Big days from the right guys
Mallex Smith, Daniel Vogelbach and Domingo Santana are each 26, and seem part of the team’s long-term plan, as does J.P. Crawford, 24.
Those four scored runs Wednesday before the Royals had recorded an out.
Smith, who is hitting .290 (29 of 100) since returning from a stint at Class AAA Tacoma, led off with a single, then Crawford laid off some close pitches to take a walk. Santana followed with a no-doubt, three-run blast to left field, which was followed by Vogelbach’s blast to right to make it 4-0.
“When these guys make mistakes, you’ve got to make them pay,” said Vogelbach, who has 18 homers. “Credit to Domingo, and credit to Mallex and J.P., for getting things going.”
Those four also played a role in the Mariners’ three-run fourth inning, and were a huge reason why Royals starter Brad Keller had the worst start of his two-year big-league career.
Santana added another homer in the sixth, the third time this season he has homered twice in a game.
For the game, those top four in the order were 6 for 14, with three homers, seven runs and eight RBI.
At least on this day, it seemed like the Mariners have some valuable offensive pieces to build around.
Rebuilding might be the right thing, but it’s not fun
The Mariners could well position themselves for long-term success with the overhaul that has taken place, and if that happens, Mariners fans will undoubtedly look back and say it was worthwhile.

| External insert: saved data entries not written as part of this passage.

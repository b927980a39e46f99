use std::time::Duration;

use thiserror::Error;

#[derive(Debug, Error)]
pub enum QueryError {
    #[error("invalid time or macro expression {input:?}: {reason}")]
    Parse { input: String, reason: String },

    #[error("transport error: {0}")]
    Transport(#[from] reqwest::Error),

    #[error("request timed out after {0:?}")]
    Timeout(Duration),

    #[error("buffering request body for fallback: {0}")]
    BodyRead(String),

    #[error("query error (refId={ref_id}): {message}")]
    BackendQuery { ref_id: String, message: String },

    #[error("proxy returned status {status}: {message}")]
    HttpStatus { status: u16, message: String },

    #[error("response body exceeds {0} bytes")]
    ResponseTooLarge(usize),

    #[error("decoding response: {0}")]
    Decode(#[from] serde_json::Error),

    #[error("invalid argument: {0}")]
    InvalidArgument(String),

    #[error("configuration error: {0}")]
    Config(String),
}

impl QueryError {
    pub(crate) fn parse(input: &str, reason: impl Into<String>) -> Self {
        QueryError::Parse {
            input: input.to_string(),
            reason: reason.into(),
        }
    }

    /// Whether the backend rejected the query text itself rather than the
    /// request failing in transit. Prometheus reports these as `bad_data`,
    /// Loki and most SQL backends as a 400.
    pub fn is_validation_error(&self) -> bool {
        match self {
            QueryError::BackendQuery { message, .. } => {
                let message = message.to_lowercase();
                message.contains("bad_data")
                    || message.contains("parse error")
                    || message.contains("syntax error")
            }
            QueryError::HttpStatus { status, .. } => *status == 400,
            _ => false,
        }
    }
}

pub type Result<T> = std::result::Result<T, QueryError>;
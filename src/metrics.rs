use lazy_static::lazy_static;
use prometheus::{
    Encoder, HistogramOpts, HistogramVec, IntCounter, IntCounterVec, Opts, Registry, TextEncoder,
};
use std::time::Instant;

use crate::error::{QueryError, Result};

lazy_static! {
    pub static ref REGISTRY: Registry = Registry::new();

    // Dispatch metrics
    pub static ref DISPATCH_ATTEMPTS: IntCounterVec = register(IntCounterVec::new(
        Opts::new("obsq_dispatch_attempts_total", "Proxy round trips by route"),
        &["route"]
    ));

    pub static ref FALLBACK_ROUTES_LEARNED: IntCounter = register(IntCounter::new(
        "obsq_fallback_routes_learned_total",
        "Primary paths memoized as requiring the fallback route"
    ));

    pub static ref FALLBACK_MEMO_HITS: IntCounter = register(IntCounter::new(
        "obsq_fallback_memo_hits_total",
        "Requests sent straight to the fallback route"
    ));

    // Query metrics
    pub static ref QUERY_DURATION: HistogramVec = register(HistogramVec::new(
        HistogramOpts::new("obsq_query_duration_seconds", "End-to-end query duration in seconds")
            .buckets(vec![0.01, 0.05, 0.1, 0.5, 1.0, 2.0, 5.0, 30.0]),
        &["backend"]
    ));

    pub static ref QUERY_ERRORS: IntCounterVec = register(IntCounterVec::new(
        Opts::new("obsq_query_errors_total", "Failed queries by backend"),
        &["backend"]
    ));

    pub static ref EMPTY_RESULTS: IntCounterVec = register(IntCounterVec::new(
        Opts::new("obsq_empty_results_total", "Queries answered with no data, by backend"),
        &["backend"]
    ));
}

fn register<C>(collector: prometheus::Result<C>) -> C
where
    C: prometheus::core::Collector + Clone + 'static,
{
    let collector = collector.expect("metric definition is valid");
    REGISTRY
        .register(Box::new(collector.clone()))
        .expect("metric registered once");
    collector
}

pub struct QueryTimer {
    backend: String,
    start: Instant,
}

impl QueryTimer {
    pub fn new(backend: &str) -> Self {
        Self {
            backend: backend.to_string(),
            start: Instant::now(),
        }
    }
}

impl Drop for QueryTimer {
    fn drop(&mut self) {
        let duration = self.start.elapsed().as_secs_f64();
        QUERY_DURATION
            .with_label_values(&[&self.backend])
            .observe(duration);
    }
}

pub fn record_attempt(route: &str) {
    DISPATCH_ATTEMPTS.with_label_values(&[route]).inc();
}

pub fn record_fallback_learned() {
    FALLBACK_ROUTES_LEARNED.inc();
}

pub fn record_memo_hit() {
    FALLBACK_MEMO_HITS.inc();
}

pub fn record_query_error(backend: &str) {
    QUERY_ERRORS.with_label_values(&[backend]).inc();
}

pub fn record_empty_result(backend: &str) {
    EMPTY_RESULTS.with_label_values(&[backend]).inc();
}

/// Text exposition of every collector in the crate registry.
pub fn render() -> Result<String> {
    let mut buffer = Vec::new();
    TextEncoder::new()
        .encode(&REGISTRY.gather(), &mut buffer)
        .map_err(|e| QueryError::Config(format!("encoding metrics: {}", e)))?;
    String::from_utf8(buffer).map_err(|e| QueryError::Config(format!("encoding metrics: {}", e)))
}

While the rebuild might have been necessary, this series emphasized how difficult it will be to live through the process, with the Royals winning their first road series of the season.
It’s kind of like going a diet. You think about how much better you will look if you lost 10 or 20 pounds, but doing what it takes to get there is not a lot of fun. You have to be willing to accept pain today for a better tomorrow.
There aren’t any shortcuts, whether it’s losing weight or rebuilding a baseball team. You just have to remain focused on the big picture, as hard as that might be sometimes.
“All along, the goal the whole has been to get better,” Servais said Tuesday about the state of the team. “Certainly, our clubhouse has changed a lot, we’ve moved a few veteran players who were producing, and it’s always challenging to fill in the gaps. But we’ve got young guys who are hungry, they are getting an opportunity, and we are finding out a lot about them, and they are finding out a lot about themselves. That is the mode we are in.”